Stored data
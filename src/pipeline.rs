//! Pipeline orchestration.
//!
//! [`Pipeline`] spawns one OS thread per stage, joins them all, and folds the
//! per-stage results into a [`PipelineSummary`]. Stages synchronize with each
//! other only through their shared queue groups; the orchestrator's job is
//! thread lifecycle, panic containment, and error propagation.
//!
//! A stage that fails structurally (or panics) fires the shared cancellation
//! token from its own thread, so the remaining stages unblock at their next
//! take/add boundary and the final join cannot hang on a half-dead pipeline.

use log::{debug, warn};
use std::panic::{self, AssertUnwindSafe};
use std::thread;

use crate::cancel::CancelToken;
use crate::errors::{ConveyorError, Result};
use crate::stage::{PipelineStage, StageReport, StageState};

/// Extract a human-readable message from a panic payload.
fn panic_message(payload: Box<dyn std::any::Any + Send>) -> String {
    if let Some(s) = payload.downcast_ref::<&str>() {
        (*s).to_string()
    } else if let Some(s) = payload.downcast_ref::<String>() {
        s.clone()
    } else {
        "unknown panic".to_string()
    }
}

/// Aggregated results of a finished pipeline.
#[derive(Debug)]
pub struct PipelineSummary {
    /// One report per stage, in spawn order.
    pub reports: Vec<StageReport>,
}

impl PipelineSummary {
    /// Check whether every stage reached [`StageState::Completed`].
    #[must_use]
    pub fn all_completed(&self) -> bool {
        self.reports.iter().all(|r| r.state == StageState::Completed)
    }

    /// Check whether any stage was cancelled.
    #[must_use]
    pub fn any_cancelled(&self) -> bool {
        self.reports.iter().any(|r| r.state == StageState::Cancelled)
    }

    /// Total items processed across all stages.
    #[must_use]
    pub fn total_processed(&self) -> u64 {
        self.reports.iter().map(|r| r.processed).sum()
    }

    /// Total per-item transform failures across all stages.
    #[must_use]
    pub fn total_failures(&self) -> usize {
        self.reports.iter().map(|r| r.failures.len()).sum()
    }
}

/// Runs a set of stages, one thread each, and collects their reports.
///
/// # Example
///
/// ```no_run
/// use conveyor::{Pipeline, PipelineStage, QueueGroup};
/// use std::sync::Arc;
///
/// let source: Arc<QueueGroup<u32>> = Arc::new(QueueGroup::new(2, 64));
/// let mid: Arc<QueueGroup<u64>> = Arc::new(QueueGroup::new(2, 64));
///
/// let mut pipeline = Pipeline::new();
/// let cancel = pipeline.cancel_token();
///
/// pipeline
///     .spawn(PipelineStage::transform(
///         "doubler",
///         Arc::clone(&source),
///         Arc::clone(&mid),
///         cancel.clone(),
///         |n: u32| Ok(vec![u64::from(n) * 2]),
///     ))
///     .unwrap();
/// pipeline
///     .spawn(PipelineStage::sink("printer", mid, cancel.clone(), |n: u64| {
///         println!("{n}");
///         Ok(())
///     }))
///     .unwrap();
///
/// for i in 0..10 {
///     source.add_to_any(i, &cancel).unwrap();
/// }
/// source.complete_all();
///
/// let summary = pipeline.wait().unwrap();
/// assert!(summary.all_completed());
/// ```
pub struct Pipeline {
    cancel: CancelToken,
    handles: Vec<(String, thread::JoinHandle<Result<StageReport>>)>,
}

impl Pipeline {
    /// Create an empty pipeline with a fresh cancellation token.
    #[must_use]
    pub fn new() -> Self {
        Self { cancel: CancelToken::new(), handles: Vec::new() }
    }

    /// Clone out the shared cancellation token.
    ///
    /// Pass clones to the stages at construction and to whatever external
    /// trigger (signal handler, watchdog) may need to stop the pipeline.
    #[must_use]
    pub fn cancel_token(&self) -> CancelToken {
        self.cancel.clone()
    }

    /// Request cooperative cancellation of every stage.
    pub fn cancel(&self) {
        self.cancel.cancel();
    }

    /// Spawn a stage on its own named thread.
    ///
    /// Panics inside the stage are contained and converted to
    /// [`ConveyorError::WorkerPanic`]; any structural failure fires the
    /// shared cancellation token so sibling stages wind down instead of
    /// blocking forever on a dead neighbor.
    ///
    /// # Errors
    ///
    /// [`ConveyorError::Spawn`] if the OS refuses the thread.
    pub fn spawn<I, O>(&mut self, mut stage: PipelineStage<I, O>) -> Result<()>
    where
        I: Send + 'static,
        O: Send + 'static,
    {
        let name = stage.name().to_string();
        let cancel = self.cancel.clone();
        let thread_name = format!("stage-{name}");
        let handle = thread::Builder::new().name(thread_name).spawn(move || {
            let result = panic::catch_unwind(AssertUnwindSafe(|| stage.run()));
            let result = match result {
                Ok(run_result) => run_result,
                Err(payload) => Err(ConveyorError::WorkerPanic(panic_message(payload))),
            };
            if let Err(err) = &result {
                warn!("stage failed, cancelling pipeline: {err}");
                cancel.cancel();
            }
            result
        })?;
        debug!("spawned stage '{name}'");
        self.handles.push((name, handle));
        Ok(())
    }

    /// Number of spawned stages still owned by this pipeline.
    #[must_use]
    pub fn num_stages(&self) -> usize {
        self.handles.len()
    }

    /// Join every stage and aggregate the results.
    ///
    /// All stages are joined before any error is returned, so no stage
    /// thread outlives this call.
    ///
    /// # Errors
    ///
    /// The first structural failure ([`ConveyorError::Plumbing`],
    /// [`ConveyorError::WorkerPanic`]) observed across the stages, in spawn
    /// order. Cancellation and per-item transform failures are not errors;
    /// they are visible in the summary's reports.
    pub fn wait(self) -> Result<PipelineSummary> {
        let Pipeline { cancel, handles } = self;
        let mut reports = Vec::with_capacity(handles.len());
        let mut first_error: Option<ConveyorError> = None;

        for (name, handle) in handles {
            let result = match handle.join() {
                Ok(result) => result,
                // The spawned closure contains panics, so a join error means
                // the containment itself died; treat it the same way.
                Err(payload) => Err(ConveyorError::WorkerPanic(panic_message(payload))),
            };
            match result {
                Ok(report) => reports.push(report),
                Err(err) => {
                    warn!("stage '{name}' failed: {err}");
                    cancel.cancel();
                    if first_error.is_none() {
                        first_error = Some(err);
                    }
                }
            }
        }

        match first_error {
            Some(err) => Err(err),
            None => Ok(PipelineSummary { reports }),
        }
    }
}

impl Default for Pipeline {
    fn default() -> Self {
        Self::new()
    }
}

What you will do | An exact copy of every line above, start to finish, is required.

Result |
filename src/pipeline.rs
//! Pipeline orchestration.
//!
//! [`Pipeline`] spawns one OS thread per stage, joins them all, and folds the
//! per-stage results into a [`PipelineSummary`]. Stages synchronize with each
//! other only through their shared queue groups; the orchestrator's job is
//! thread lifecycle, panic containment, and error propagation.
//!
//! A stage that fails structurally (or panics) fires the shared cancellation
//! token from its own thread, so the remaining stages unblock at their next
//! take/add boundary and the final join cannot hang on a half-dead pipeline.

use log::{debug, warn};
use std::panic::{self, AssertUnwindSafe};
use std::thread;

use crate::cancel::CancelToken;
use crate::errors::{ConveyorError, Result};
use crate::stage::{PipelineStage, StageReport, StageState};

/// Extract a human-readable message from a panic payload.
fn panic_message(payload: Box<dyn std::any::Any + Send>) -> String {
    if let Some(s) = payload.downcast_ref::<&str>() {
        (*s).to_string()
    } else if let Some(s) = payload.downcast_ref::<String>() {
        s.clone()
    } else {
        "unknown panic".to_string()
    }
}

/// Aggregated results of a finished pipeline.
#[derive(Debug)]
pub struct PipelineSummary {
    /// One report per stage, in spawn order.
    pub reports: Vec<StageReport>,
}

impl PipelineSummary {
    /// Check whether every stage reached [`StageState::Completed`].
    #[must_use]
    pub fn all_completed(&self) -> bool {
        self.reports.iter().all(|r| r.state == StageState::Completed)
    }

    /// Check whether any stage was cancelled.
    #[must_use]
    pub fn any_cancelled(&self) -> bool {
        self.reports.iter().any(|r| r.state == StageState::Cancelled)
    }

    /// Total items processed across all stages.
    #[must_use]
    pub fn total_processed(&self) -> u64 {
        self.reports.iter().map(|r| r.processed).sum()
    }

    /// Total per-item transform failures across all stages.
    #[must_use]
    pub fn total_failures(&self) -> usize {
        self.reports.iter().map(|r| r.failures.len()).sum()
    }
}

/// Runs a set of stages, one thread each, and collects their reports.
///
/// # Example
///
/// ```no_run
/// use conveyor::{Pipeline, PipelineStage, QueueGroup};
/// use std::sync::Arc;
///
/// let source: Arc<QueueGroup<u32>> = Arc::new(QueueGroup::new(2, 64));
/// let mid: Arc<QueueGroup<u64>> = Arc::new(QueueGroup::new(2, 64));
///
/// let mut pipeline = Pipeline::new();
/// let cancel = pipeline.cancel_token();
///
/// pipeline
///     .spawn(PipelineStage::transform(
///         "doubler",
///         Arc::clone(&source),
///         Arc::clone(&mid),
///         cancel.clone(),
///         |n: u32| Ok(vec![u64::from(n) * 2]),
///     ))
///     .unwrap();
/// pipeline
///     .spawn(PipelineStage::sink("printer", mid, cancel.clone(), |n: u64| {
///         println!("{n}");
///         Ok(())
///     }))
///     .unwrap();
///
/// for i in 0..10 {
///     source.add_to_any(i, &cancel).unwrap();
/// }
/// source.complete_all();
///
/// let summary = pipeline.wait().unwrap();
/// assert!(summary.all_completed());
/// ```
pub struct Pipeline {
    cancel: CancelToken,
    handles: Vec<(String, thread::JoinHandle<Result<StageReport>>)>,
}

impl Pipeline {
    /// Create an empty pipeline with a fresh cancellation token.
    #[must_use]
    pub fn new() -> Self {
        Self { cancel: CancelToken::new(), handles: Vec::new() }
    }

    /// Clone out the shared cancellation token.
    ///
    /// Pass clones to the stages at construction and to whatever external
    /// trigger (signal handler, watchdog) may need to stop the pipeline.
    #[must_use]
    pub fn cancel_token(&self) -> CancelToken {
        self.cancel.clone()
    }

    /// Request cooperative cancellation of every stage.
    pub fn cancel(&self) {
        self.cancel.cancel();
    }

    /// Spawn a stage on its own named thread.
    ///
    /// Panics inside the stage are contained and converted to
    /// [`ConveyorError::WorkerPanic`]; any structural failure fires the
    /// shared cancellation token so sibling stages wind down instead of
    /// blocking forever on a dead neighbor.
    ///
    /// # Errors
    ///
    /// [`ConveyorError::Spawn`] if the OS refuses the thread.
    pub fn spawn<I, O>(&mut self, mut stage: PipelineStage<I, O>) -> Result<()>
    where
        I: Send + 'static,
        O: Send + 'static,
    {
        let name = stage.name().to_string();
        let cancel = self.cancel.clone();
        let thread_name = format!("stage-{name}");
        let handle = thread::Builder::new().name(thread_name).spawn(move || {
            let result = panic::catch_unwind(AssertUnwindSafe(|| stage.run()));
            let result = match result {
                Ok(run_result) => run_result,
                Err(payload) => Err(ConveyorError::WorkerPanic(panic_message(payload))),
            };
            if let Err(err) = &result {
                warn!("stage failed, cancelling pipeline: {err}");
                cancel.cancel();
            }
            result
        })?;
        debug!("spawned stage '{name}'");
        self.handles.push((name, handle));
        Ok(())
    }

    /// Number of spawned stages still owned by this pipeline.
    #[must_use]
    pub fn num_stages(&self) -> usize {
        self.handles.len()
    }

    /// Join every stage and aggregate the results.
    ///
    /// All stages are joined before any error is returned, so no stage
    /// thread outlives this call.
    ///
    /// # Errors
    ///
    /// The first structural failure ([`ConveyorError::Plumbing`],
    /// [`ConveyorError::WorkerPanic`]) observed across the stages, in spawn
    /// order. Cancellation and per-item transform failures are not errors;
    /// they are visible in the summary's reports.
    pub fn wait(self) -> Result<PipelineSummary> {
        let Pipeline { cancel, handles } = self;
        let mut reports = Vec::with_capacity(handles.len());
        let mut first_error: Option<ConveyorError> = None;

        for (name, handle) in handles {
            let result = match handle.join() {
                Ok(result) => result,
                // The spawned closure contains panics, so a join error means
                // the containment itself died; treat it the same way.
                Err(payload) => Err(ConveyorError::WorkerPanic(panic_message(payload))),
            };
            match result {
                Ok(report) => reports.push(report),
                Err(err) => {
                    warn!("stage '{name}' failed: {err}");
                    cancel.cancel();
                    if first_error.is_none() {
                        first_error = Some(err);
                    }
                }
            }
        }

        match first_error {
            Some(err) => Err(err),
            None => Ok(PipelineSummary { reports }),
        }
    }
}

impl Default for Pipeline {
    fn default() -> Self {
        Self::new()
    }
}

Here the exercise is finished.